A low hand is more difficult, but really free’s up the action. When deciding on a low hand, straights and flushes don’t count. A low hand is the weakest hand that might be put together, with the lowest value being A-2-3-4-5. Because straights and flushes do not count, A-2-3-4-5 is the smallest value hand possible. The low hand is any five card hand (unpaired) with an 8 and smaller. The low hand wins half of the pot, as just like the higher hand. When there is no lower hand available, the high hand takes the entire pot.
Although it seems complex initially, following a couple of hands you will be agile enough to pick up on the basic nuances of play with ease.

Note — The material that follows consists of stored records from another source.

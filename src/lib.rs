//! `raster_core` — font-format-driven 2D vector rasterizer and
//! glyph-imaging engine.
//!
//! This crate is the outline-rasterization and distance-field *core*: it
//! consumes a [`path::Path`] (move/line/quad/cubic/close commands) and
//! produces anti-aliased, monochrome, LCD-subpixel, RGBA, or MSDF bitmaps,
//! plus a shelf-packed glyph atlas. Font-file parsing, cmap lookup,
//! shaping, hinting execution, and presentation-layer emitters are
//! explicitly out of scope — see each module's doc comment for the exact
//! hand-off contract with those external collaborators.
//!
//! Module layout mirrors the nine cooperating components:
//!
//! | module | component |
//! |---|---|
//! | [`fixed`] | C1 fixed-point & Bézier math |
//! | [`bounds`] | C2 exact bounds engine |
//! | [`cell`] | C3 cell buffer |
//! | [`raster`] | C4 gray raster |
//! | [`format`] | C5 format assembler & LCD filter |
//! | [`stroke`] | C6 stroker & synth transforms |
//! | [`msdf`] | C7 MSDF generator |
//! | [`atlas`] | C8 atlas builder |
//! | [`gradient`] | C9 gradient sampler |

pub mod atlas;
pub mod bitmap;
pub mod bounds;
pub mod cell;
pub mod error;
pub mod fixed;
pub mod format;
pub mod gradient;
pub mod msdf;
pub mod path;
pub mod raster;
pub mod stroke;

pub use atlas::{Atlas, AtlasBuilder, GlyphId, GlyphMetrics};
pub use bitmap::{Bitmap, PixelMode};
pub use bounds::exact_bounds;
pub use error::{RasterError, Result};
pub use gradient::{ColorStop, Gradient};
pub use msdf::{MsdfConfig, MsdfEdge};
pub use path::{BoundingBox, FillRule, Path, PathCommand, Point};
pub use raster::{RasterOptions, Rasterizer};
pub use stroke::{Cap, Join, StrokeOptions};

Seeing as you have people betting for the low and wagering for the high, and since such a large number of cards are being used at the same time, Omaha/8 offers an amazing collection of betting options and seeing that you have many players trying for the high hand, as well as many battling for the low hand. If you like a game with a plethora of outs and actions, it’s not a waste of your time to participate in Omaha hi/low.